**Source material**
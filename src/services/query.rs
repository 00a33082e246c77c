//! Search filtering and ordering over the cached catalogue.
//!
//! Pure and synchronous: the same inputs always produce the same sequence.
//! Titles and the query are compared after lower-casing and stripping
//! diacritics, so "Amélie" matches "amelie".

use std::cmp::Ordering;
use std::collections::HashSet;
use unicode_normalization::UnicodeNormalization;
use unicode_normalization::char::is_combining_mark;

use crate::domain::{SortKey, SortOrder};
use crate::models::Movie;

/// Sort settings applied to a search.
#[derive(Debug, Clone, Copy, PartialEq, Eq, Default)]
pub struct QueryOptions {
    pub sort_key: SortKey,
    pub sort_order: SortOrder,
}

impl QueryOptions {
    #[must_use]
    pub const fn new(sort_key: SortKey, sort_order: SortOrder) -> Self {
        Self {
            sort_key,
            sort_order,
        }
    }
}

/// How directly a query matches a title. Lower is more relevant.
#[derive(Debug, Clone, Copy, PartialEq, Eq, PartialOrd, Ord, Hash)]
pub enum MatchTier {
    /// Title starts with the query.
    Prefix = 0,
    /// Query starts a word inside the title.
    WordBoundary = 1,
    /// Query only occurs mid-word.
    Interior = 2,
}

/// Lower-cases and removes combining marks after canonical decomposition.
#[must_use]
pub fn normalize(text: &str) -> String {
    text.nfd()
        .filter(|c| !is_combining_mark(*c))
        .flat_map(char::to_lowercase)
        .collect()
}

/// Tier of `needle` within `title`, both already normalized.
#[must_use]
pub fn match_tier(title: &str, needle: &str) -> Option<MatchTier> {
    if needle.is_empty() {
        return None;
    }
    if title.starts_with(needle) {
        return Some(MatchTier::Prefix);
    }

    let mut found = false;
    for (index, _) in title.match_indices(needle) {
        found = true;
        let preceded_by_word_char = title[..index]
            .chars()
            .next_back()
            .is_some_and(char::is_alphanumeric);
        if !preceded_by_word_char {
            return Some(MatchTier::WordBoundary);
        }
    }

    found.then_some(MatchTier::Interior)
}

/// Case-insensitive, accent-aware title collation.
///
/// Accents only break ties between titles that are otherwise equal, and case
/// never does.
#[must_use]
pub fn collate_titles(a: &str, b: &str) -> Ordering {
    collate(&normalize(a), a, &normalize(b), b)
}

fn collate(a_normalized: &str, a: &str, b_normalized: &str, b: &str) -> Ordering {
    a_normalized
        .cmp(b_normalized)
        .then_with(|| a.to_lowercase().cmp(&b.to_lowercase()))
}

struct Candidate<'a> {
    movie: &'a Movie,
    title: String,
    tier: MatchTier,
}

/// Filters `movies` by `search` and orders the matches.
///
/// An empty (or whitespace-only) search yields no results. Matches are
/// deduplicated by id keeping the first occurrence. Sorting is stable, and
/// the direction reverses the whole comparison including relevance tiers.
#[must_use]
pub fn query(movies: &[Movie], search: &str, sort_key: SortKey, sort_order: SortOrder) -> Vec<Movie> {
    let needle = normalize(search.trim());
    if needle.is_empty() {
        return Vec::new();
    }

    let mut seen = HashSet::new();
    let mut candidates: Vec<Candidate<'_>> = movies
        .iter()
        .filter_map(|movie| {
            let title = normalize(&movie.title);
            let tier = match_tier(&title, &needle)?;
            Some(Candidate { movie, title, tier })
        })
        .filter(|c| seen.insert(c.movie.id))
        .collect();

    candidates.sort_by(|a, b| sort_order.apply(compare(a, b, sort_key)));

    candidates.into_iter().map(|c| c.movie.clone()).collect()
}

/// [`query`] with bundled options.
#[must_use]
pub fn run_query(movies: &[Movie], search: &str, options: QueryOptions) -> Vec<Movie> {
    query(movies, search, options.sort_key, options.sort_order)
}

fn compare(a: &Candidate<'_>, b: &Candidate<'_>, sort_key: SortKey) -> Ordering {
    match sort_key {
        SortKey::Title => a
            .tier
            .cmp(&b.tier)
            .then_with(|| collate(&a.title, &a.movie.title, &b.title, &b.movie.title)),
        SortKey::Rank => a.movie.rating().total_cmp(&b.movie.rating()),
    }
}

**The task**
Copy out the lines of the records above in which the string "found" appears.

**Answer box**
    let mut found = false;
        found = true;
    found.then_some(MatchTier::Interior)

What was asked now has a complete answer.